Advanced Materials and Chemicals Operational EBITDA was flat for the three months ended March 31, 2026 compared to the prior year period due to improved pricing in Industrial Film and Chemicals ($5 million), favorable foreign currency fluctuations ($1 million) and net change in employee benefit reserves ($1 million), offset by higher silver costs ($5 million) and manufacturing costs ($2 million).
BRAND SEGMENT
83
Brand revenues for the three months ended March 31, 2026 increased $2 million due to higher volumes.
Brand Operational EBITDA for the three months ended March 31, 2026 increased $1 million due to higher volumes.
LIQUIDITY AND CAPITAL RESOURCES
Management’s Assessment of Liquidity
Kodak ended the quarter with a cash balance of $299 million, a decrease of $38 million from December 31, 2025.
During the fourth quarter of 2025, the Company completed the settlement of the Kodak Retirement Income Plan ("KRIP") and received $144 million in net cash proceeds from the reversion of KRIP assets, after required debt payments and payment of excise taxes, as well as $158 million of investment assets, of which $9 million was converted to cash in December 2025. The investment assets received by the Company are primarily hedge fund investments which are in redemption.
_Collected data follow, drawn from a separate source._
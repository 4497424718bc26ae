//! Confirmation dialog component for destructive actions

use super::base::{render_dialog, DialogConfig};
use crossterm::event::{KeyCode, KeyEvent, KeyModifiers};
use ratatui::{
    style::{Color, Modifier, Style},
    text::{Line, Span},
    Frame,
};

/// Selection state of an open confirmation dialog
#[derive(Debug, Clone, Copy, Default, PartialEq, Eq)]
pub struct ConfirmDialogState {
    /// true when "Delete" is highlighted; starts on "Cancel"
    pub selected_option: bool,
}

impl ConfirmDialogState {
    /// Feed a key to the dialog. Returns the answer once the user gives one.
    pub fn handle_key(&mut self, key: KeyEvent) -> Option<bool> {
        match key.code {
            KeyCode::Up | KeyCode::Down | KeyCode::Left | KeyCode::Right | KeyCode::Tab => {
                self.selected_option = !self.selected_option;
                None
            }
            KeyCode::Enter => Some(self.selected_option),
            // Ctrl+C quits everywhere else; here it backs out of the removal
            KeyCode::Char('c') if key.modifiers.contains(KeyModifiers::CONTROL) => Some(false),
            KeyCode::Char('y') | KeyCode::Char('Y') => Some(true),
            KeyCode::Char('n') | KeyCode::Char('N') | KeyCode::Esc => Some(false),
            _ => None,
        }
    }
}

/// Render a confirmation dialog asking `message`
pub fn render_confirm_dialog(frame: &mut Frame, message: &str, state: &ConfirmDialogState) {
    // Add options with selection highlighting
    let options = [false, true]; // Cancel, Delete
    let labels = ["Cancel", "Delete"];
    let colors = [Color::White, Color::Red];

    let body: Vec<Line> = options
        .iter()
        .zip(labels.iter())
        .enumerate()
        .map(|(i, (&is_delete, &label))| {
            let is_selected = state.selected_option == is_delete;
            let prefix = if is_selected { "▸ " } else { "  " };
            let style = if is_selected {
                Style::default().fg(colors[i]).add_modifier(Modifier::BOLD)
            } else {
                Style::default().fg(Color::DarkGray)
            };
            Line::from(Span::styled(format!("{prefix}{label}"), style))
        })
        .collect();

    let hint = vec![
        Span::styled("↑↓", Style::default().fg(Color::Cyan)),
        Span::styled(" select  ", Style::default().fg(Color::DarkGray)),
        Span::styled("Enter", Style::default().fg(Color::Cyan)),
        Span::styled(" confirm  ", Style::default().fg(Color::DarkGray)),
        Span::styled("Esc", Style::default().fg(Color::Cyan)),
        Span::styled(" cancel", Style::default().fg(Color::DarkGray)),
    ];

    render_dialog(
        frame,
        DialogConfig {
            title: "Confirm Delete",
            title_color: Color::Red,
            border_color: Color::Red,
            message,
            body,
            hint: Some(hint),
            max_width: 50,
        },
    );
}

#[cfg(test)]
mod tests {
    use super::*;
    use crate::ui::test_support::render_to_string;

    fn key(code: KeyCode) -> KeyEvent {
        KeyEvent::new(code, KeyModifiers::NONE)
    }

    #[test]
    fn test_starts_on_cancel() {
        let mut state = ConfirmDialogState::default();
        assert_eq!(state.handle_key(key(KeyCode::Enter)), Some(false));
    }

    #[test]
    fn test_arrow_then_enter_confirms() {
        let mut state = ConfirmDialogState::default();
        assert_eq!(state.handle_key(key(KeyCode::Down)), None);
        assert_eq!(state.handle_key(key(KeyCode::Enter)), Some(true));
    }

    #[test]
    fn test_shortcut_answers() {
        let mut state = ConfirmDialogState::default();
        assert_eq!(state.handle_key(key(KeyCode::Char('y'))), Some(true));
        assert_eq!(state.handle_key(key(KeyCode::Char('n'))), Some(false));
        assert_eq!(state.handle_key(key(KeyCode::Esc)), Some(false));
    }

    #[test]
    fn test_ctrl_c_declines_even_with_delete_selected() {
        let mut state = ConfirmDialogState::default();
        state.handle_key(key(KeyCode::Down));
        let ctrl_c = KeyEvent::new(KeyCode::Char('c'), KeyModifiers::CONTROL);
        assert_eq!(state.handle_key(ctrl_c), Some(false));
    }

    #[test]
    fn test_other_keys_keep_waiting() {
        let mut state = ConfirmDialogState::default();
        assert_eq!(state.handle_key(key(KeyCode::Char('x'))), None);
        assert_eq!(state.handle_key(key(KeyCode::Backspace)), None);
    }

    #[test]
    fn test_renders_question_and_options() {
        let screen = render_to_string(70, 20, |frame| {
            render_confirm_dialog(
                frame,
                "Are you sure you want to delete this email?",
                &ConfirmDialogState::default(),
            )
        });
        assert!(screen.contains("Confirm Delete"));
        assert!(screen.contains("▸ Cancel"));
        assert!(screen.contains("Delete"));
        assert!(screen.contains("delete this email?"));
    }
}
During the first quarter of 2026, the Company received $46 million of cash from these redemptions. In April 2026, the Company received an additional $39 million of cash and expects to receive $16 million in cash proceeds during the remainder of 2026. The remaining value of the investment assets is expected to be converted to cash primarily in 2027 and 2028.
Available liquidity includes existing cash and cash equivalent balances. The amount of available liquidity is subject to fluctuations and includes cash balances held by various entities worldwide. At March 31, 2026 and December 31, 2025 approximately $173 million and $231 million, respectively, of cash and cash equivalents were held within the U.S. and approximately $126 million and $106 million, respectively, of cash and cash equivalents were held outside the U.S. Cash balances held outside the U.S. are generally required to support local country operations and may have high tax costs or other limitations that delay the ability to repatriate, and therefore may not be readily available for transfer to other jurisdictions. Kodak utilizes cash balances outside the U.S. to fund needs in the U.S. through the use of intercompany loans.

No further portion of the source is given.